As part of IICD’s participation at the ICT4D 2015 Conference (CRS) in Chicago, US, which brought together experienced professionals from around the world to share methods for systematically integrating ICT innovations into development programmes, IICD’s Managing Director, Suzanne van der Velden discussed the topic of sustaining health innovations across Africa beyond donor-dependant approaches.
IICD has been implementing technology-enabled health innovations since 1996, and has seen many changes over the years. Technology evolution, increased availability of local capacity to design and support tech solutions, pull factors at national level calling for data and data-driven solutions, and the ability and willingness of healthcare service providers to finance tech-support services, are all influencing the way IICD and its African health partners see the future viability in eHealth services provision.
“The question is how do we achieve scale and quality assurance across countries while being driven by responsiveness to individual markets’ needs? That’s what AeHS International is here for. It aims to harness the value provided by local companies experienced in deploying and servicing eHealth solutions to healthcare providers, while ensuring quality control, software development and operational support management across the various local ventures and countries joining this pan-African initiative”, said van der Velden.

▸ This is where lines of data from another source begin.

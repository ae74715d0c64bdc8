//! Batch statblock processing.
//!
//! Files are read and parsed in parallel; storing happens afterwards on the
//! caller's thread so a single database connection is enough.

use crate::file_utils::read_statblock_file;
use crate::import::CreatureStore;
use crate::models::{CreatureRecord, StatblockFormat};
use crate::parsers::parse_statblock;
use rayon::prelude::*;
use std::path::{Path, PathBuf};

/// Outcome of parsing one statblock file.
#[derive(Debug, Clone)]
pub enum ImportResult {
    /// Parsed, not yet stored.
    Parsed { path: PathBuf, record: Box<CreatureRecord> },
    /// Parsed and stored under the given ID.
    Stored { path: PathBuf, name: String, id: i64 },
    /// Reading, parsing or storing failed.
    Failed { path: PathBuf, error: String },
}

impl ImportResult {
    pub fn path(&self) -> &Path {
        match self {
            ImportResult::Parsed { path, .. } => path,
            ImportResult::Stored { path, .. } => path,
            ImportResult::Failed { path, .. } => path,
        }
    }

    pub fn is_failed(&self) -> bool {
        matches!(self, ImportResult::Failed { .. })
    }

    pub fn is_stored(&self) -> bool {
        matches!(self, ImportResult::Stored { .. })
    }
}

/// Summary of a batch import.
#[derive(Debug, Default, Clone, PartialEq, Eq)]
pub struct ImportSummary {
    pub total: usize,
    pub parsed: usize,
    pub failed: usize,
    pub stored: usize,
}

impl ImportSummary {
    pub fn new() -> Self {
        Self::default()
    }

    pub fn add_result(&mut self, result: &ImportResult) {
        self.total += 1;
        match result {
            ImportResult::Parsed { .. } => self.parsed += 1,
            ImportResult::Stored { .. } => {
                self.parsed += 1;
                self.stored += 1;
            }
            ImportResult::Failed { .. } => self.failed += 1,
        }
    }

    pub fn from_results(results: &[ImportResult]) -> Self {
        let mut summary = Self::new();
        for result in results {
            summary.add_result(result);
        }
        summary
    }
}

/// Parse a single statblock file.
pub fn parse_statblock_file(path: &Path, format: StatblockFormat) -> ImportResult {
    let parsed = read_statblock_file(path).and_then(|text| parse_statblock(&text, format));
    match parsed {
        Ok(record) => ImportResult::Parsed {
            path: path.to_path_buf(),
            record: Box::new(record),
        },
        Err(e) => {
            if e.is_parse_failure() {
                tracing::warn!("Skipping {}: not a statblock: {}", path.display(), e);
            } else {
                tracing::warn!("Skipping {}: {}", path.display(), e);
            }
            ImportResult::Failed {
                path: path.to_path_buf(),
                error: e.to_string(),
            }
        }
    }
}

/// Parse many statblock files in parallel; results keep the input order.
pub fn parse_statblock_files(paths: &[PathBuf], format: StatblockFormat) -> Vec<ImportResult> {
    parse_statblock_files_with_progress(paths, format, |_| {})
}

/// Like [`parse_statblock_files`], calling `on_parsed` as each file finishes.
pub fn parse_statblock_files_with_progress<F>(
    paths: &[PathBuf],
    format: StatblockFormat,
    on_parsed: F,
) -> Vec<ImportResult>
where
    F: Fn(&ImportResult) + Sync,
{
    paths
        .par_iter()
        .map(|path| {
            let result = parse_statblock_file(path, format);
            on_parsed(&result);
            result
        })
        .collect()
}

/// Store every parsed result, turning it into `Stored` or `Failed`.
pub fn store_results<S: CreatureStore + ?Sized>(
    results: Vec<ImportResult>,
    store: &S,
) -> Vec<ImportResult> {
    results
        .into_iter()
        .map(|result| match result {
            ImportResult::Parsed { path, record } => match store.store_creature(&record) {
                Ok(id) => ImportResult::Stored {
                    path,
                    name: record.name,
                    id,
                },
                Err(e) => {
                    tracing::warn!("Failed to store {}: {}", path.display(), e);
                    ImportResult::Failed {
                        path,
                        error: e.to_string(),
                    }
                }
            },
            other => other,
        })
        .collect()
}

Over the past years, the hospital management information system AfyaPro, the first product developed by AeHS, has been implemented in hospitals to tackle the lack of accurate and timely data, an issue faced by many African hospitals. Examples documented in Malawi, Tanzania and Zimbabwe, show that since the implementation of AfyaPro more costs have been recovered per-patient, fewer patients are being lost to billing, and overall revenue has grown.
Despite the reported success at facility level, this combination of large numbers of deployments, with very needs-driven local tailoring of the systems, has led to challenges in sustaining the quality and value of the solutions for client facilities over time.
“Where deployments and technology support staff have mainly been financed by donor budgets, once the funding period is over, salaries for on-site tech staff are often not integrated in the overall organizational budget, leading to their dismissals and loss of critical 1st line operational and maintenance support. This ultimately leads to usage going down, systems becoming outdated, and so forth.”
On the software development front, diverse approaches have been tried out along the way, from financing programmers to work directly with facilities to outsourcing to software development companies in other countries like India, which have brought about more challenges than positive results. As IICD returned to investing directly in programmers associated with the various solutions, it needed to find a way to create co-ownership of the solutions, ensure quality management across the different deployments and provide financially sustainable implementation support. This led to the creation of AeHS – a joint venture between IICD and local e-health and technology providers.
“Under this model, hospitals and facilities pay their national service provider monthly fees for technical support services. A percentage of which goes to AeHS International, for access to new software updates, 3rd line technical support, training and certification renewals, and access to research and expertise from other countries“, said van der Velden. “Our first experiences are promising. There can be new challenges ahead but we feel that with the structure we have now in place, we will be able to overcome them while creating value for both healthcare provider clients as well as national enterprises.”